Stored data entries:
##########
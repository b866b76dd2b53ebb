//! Subscription registry
//!
//! Maps each agent id to the message types it accepts and to where those
//! messages go: a table of typed handlers drained by a delivery worker, or a
//! pull [`Inbox`]. Guarded by a single read-mostly lock.

use std::collections::{BTreeSet, HashMap};
use std::fmt;
use std::sync::Arc;

use async_trait::async_trait;
use parking_lot::RwLock;
use tokio::sync::mpsc;

use crate::error::{ParleyError, Result};
use crate::mailbox::{BackpressurePolicy, Inbox, Mailbox};
use crate::message::{AgentId, Message, MessageType};

/// Receives messages of the types it was registered for
#[async_trait]
pub trait MessageHandler: Send + Sync {
    async fn handle(&self, message: Arc<Message>) -> anyhow::Result<()>;
}

/// Adapter turning a synchronous closure into a [`MessageHandler`]
pub struct FnHandler<F>(F);

#[async_trait]
impl<F> MessageHandler for FnHandler<F>
where
    F: Fn(Arc<Message>) -> anyhow::Result<()> + Send + Sync,
{
    async fn handle(&self, message: Arc<Message>) -> anyhow::Result<()> {
        (self.0)(message)
    }
}

/// Wrap a closure as a shareable handler
pub fn handler_fn<F>(f: F) -> Arc<dyn MessageHandler>
where
    F: Fn(Arc<Message>) -> anyhow::Result<()> + Send + Sync + 'static,
{
    Arc::new(FnHandler(f))
}

/// Forwards every delivery into an unbounded channel
pub struct ChannelHandler {
    tx: mpsc::UnboundedSender<Arc<Message>>,
}

impl ChannelHandler {
    pub fn new() -> (Arc<Self>, mpsc::UnboundedReceiver<Arc<Message>>) {
        let (tx, rx) = mpsc::unbounded_channel();
        (Arc::new(Self { tx }), rx)
    }
}

#[async_trait]
impl MessageHandler for ChannelHandler {
    async fn handle(&self, message: Arc<Message>) -> anyhow::Result<()> {
        self.tx
            .send(message)
            .map_err(|_| anyhow::anyhow!("handler channel closed"))
    }
}

/// Handlers keyed by message type, shared with the delivery worker
pub type HandlerTable = Arc<RwLock<HashMap<MessageType, Arc<dyn MessageHandler>>>>;

/// Where a subscription's messages end up
#[derive(Clone)]
pub enum DeliveryTarget {
    Handlers(HandlerTable),
    Inbox,
}

impl DeliveryTarget {
    fn kind(&self) -> &'static str {
        match self {
            Self::Handlers(_) => "handlers",
            Self::Inbox => "inbox",
        }
    }
}

impl fmt::Debug for DeliveryTarget {
    fn fmt(&self, f: &mut fmt::Formatter<'_>) -> fmt::Result {
        match self {
            Self::Handlers(table) => {
                let types: BTreeSet<_> = table.read().keys().copied().collect();
                f.debug_tuple("Handlers").field(&types).finish()
            }
            Self::Inbox => f.write_str("Inbox"),
        }
    }
}

/// One agent's subscription
#[derive(Debug, Clone)]
pub struct Subscription {
    pub agent_id: AgentId,
    pub types: BTreeSet<MessageType>,
    pub target: DeliveryTarget,
    mailbox: Arc<Mailbox>,
}

impl Subscription {
    pub fn accepts(&self, message_type: MessageType) -> bool {
        self.types.contains(&message_type)
    }

    pub fn mailbox(&self) -> &Arc<Mailbox> {
        &self.mailbox
    }
}

/// Newly created handler subscription that needs a delivery worker
pub(crate) struct NewWorker {
    pub mailbox: Arc<Mailbox>,
    pub handlers: HandlerTable,
}

/// Registry of all subscriptions on a bus
pub struct SubscriptionRegistry {
    subscriptions: RwLock<HashMap<AgentId, Subscription>>,
    queue_capacity: usize,
    policy: BackpressurePolicy,
}

impl SubscriptionRegistry {
    pub fn new(queue_capacity: usize, policy: BackpressurePolicy) -> Self {
        Self {
            subscriptions: RwLock::new(HashMap::new()),
            queue_capacity,
            policy,
        }
    }

    fn check_agent(agent_id: &AgentId) -> Result<()> {
        if agent_id.is_empty() {
            return Err(ParleyError::invalid("agent_id", "must not be empty"));
        }
        Ok(())
    }

    fn new_mailbox(&self, agent_id: &AgentId) -> Arc<Mailbox> {
        Arc::new(Mailbox::new(agent_id.clone(), self.queue_capacity, self.policy))
    }

    /// Register `handler` for each of `types`, merging into any existing subscription.
    ///
    /// Returns the worker inputs when the subscription is new.
    pub(crate) fn register_handlers(
        &self,
        agent_id: &AgentId,
        types: &[MessageType],
        handler: Arc<dyn MessageHandler>,
    ) -> Result<Option<NewWorker>> {
        Self::check_agent(agent_id)?;
        let mut subs = self.subscriptions.write();

        if let Some(existing) = subs.get_mut(agent_id) {
            let DeliveryTarget::Handlers(table) = &existing.target else {
                return Err(ParleyError::Subscription(format!(
                    "{agent_id} is already subscribed with an {} target",
                    existing.target.kind()
                )));
            };
            let mut table = table.write();
            for ty in types {
                table.insert(*ty, Arc::clone(&handler));
                existing.types.insert(*ty);
            }
            return Ok(None);
        }

        let table: HandlerTable = Arc::new(RwLock::new(
            types.iter().map(|ty| (*ty, Arc::clone(&handler))).collect(),
        ));
        let mailbox = self.new_mailbox(agent_id);
        subs.insert(
            agent_id.clone(),
            Subscription {
                agent_id: agent_id.clone(),
                types: types.iter().copied().collect(),
                target: DeliveryTarget::Handlers(Arc::clone(&table)),
                mailbox: Arc::clone(&mailbox),
            },
        );

        Ok(Some(NewWorker {
            mailbox,
            handlers: table,
        }))
    }

    /// Register or extend a pull-style subscription
    pub(crate) fn register_inbox(&self, agent_id: &AgentId, types: &[MessageType]) -> Result<Inbox> {
        Self::check_agent(agent_id)?;
        let mut subs = self.subscriptions.write();

        if let Some(existing) = subs.get_mut(agent_id) {
            if !matches!(existing.target, DeliveryTarget::Inbox) {
                return Err(ParleyError::Subscription(format!(
                    "{agent_id} is already subscribed with a {} target",
                    existing.target.kind()
                )));
            }
            existing.types.extend(types.iter().copied());
            return Ok(Inbox::new(Arc::clone(&existing.mailbox)));
        }

        let mailbox = self.new_mailbox(agent_id);
        subs.insert(
            agent_id.clone(),
            Subscription {
                agent_id: agent_id.clone(),
                types: types.iter().copied().collect(),
                target: DeliveryTarget::Inbox,
                mailbox: Arc::clone(&mailbox),
            },
        );
        Ok(Inbox::new(mailbox))
    }

    /// Drop some types, or the whole subscription when `types` is `None`.
    ///
    /// A subscription left with no types is removed and its queue closed.
    pub fn remove(&self, agent_id: &AgentId, types: Option<&[MessageType]>) -> bool {
        let mut subs = self.subscriptions.write();
        let Some(existing) = subs.get_mut(agent_id) else {
            return false;
        };

        if let Some(types) = types {
            for ty in types {
                existing.types.remove(ty);
                if let DeliveryTarget::Handlers(table) = &existing.target {
                    table.write().remove(ty);
                }
            }
            if !existing.types.is_empty() {
                return true;
            }
        }

        if let Some(removed) = subs.remove(agent_id) {
            removed.mailbox.close();
        }
        true
    }

    /// Resolve the queues a message should be pushed to
    pub fn route(&self, message: &Message) -> Vec<(AgentId, Arc<Mailbox>)> {
        let subs = self.subscriptions.read();
        match &message.receiver {
            Some(receiver) => subs
                .get(receiver)
                .filter(|sub| sub.accepts(message.message_type))
                .map(|sub| vec![(sub.agent_id.clone(), Arc::clone(&sub.mailbox))])
                .unwrap_or_default(),
            None => {
                let mut targets: Vec<_> = subs
                    .values()
                    .filter(|sub| sub.agent_id != message.sender && sub.accepts(message.message_type))
                    .map(|sub| (sub.agent_id.clone(), Arc::clone(&sub.mailbox)))
                    .collect();
                targets.sort_by(|a, b| a.0.cmp(&b.0));
                targets
            }
        }
    }

    pub fn get(&self, agent_id: &AgentId) -> Option<Subscription> {
        self.subscriptions.read().get(agent_id).cloned()
    }

    pub fn accepted_types(&self, agent_id: &AgentId) -> BTreeSet<MessageType> {
        self.subscriptions
            .read()
            .get(agent_id)
            .map(|sub| sub.types.clone())
            .unwrap_or_default()
    }

    pub fn agent_ids(&self) -> Vec<AgentId> {
        let mut ids: Vec<_> = self.subscriptions.read().keys().cloned().collect();
        ids.sort();
        ids
    }

    pub fn len(&self) -> usize {
        self.subscriptions.read().len()
    }

    pub fn is_empty(&self) -> bool {
        self.subscriptions.read().is_empty()
    }
}

impl fmt::Debug for SubscriptionRegistry {
    fn fmt(&self, f: &mut fmt::Formatter<'_>) -> fmt::Result {
        f.debug_struct("SubscriptionRegistry")
            .field("agents", &self.agent_ids())
            .field("queue_capacity", &self.queue_capacity)
            .field("policy", &self.policy)
            .finish()
    }
}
##########
— Task instructions —
How many lines in these entries hold the string "else"? Answer with the number alone.

— Written answer —
2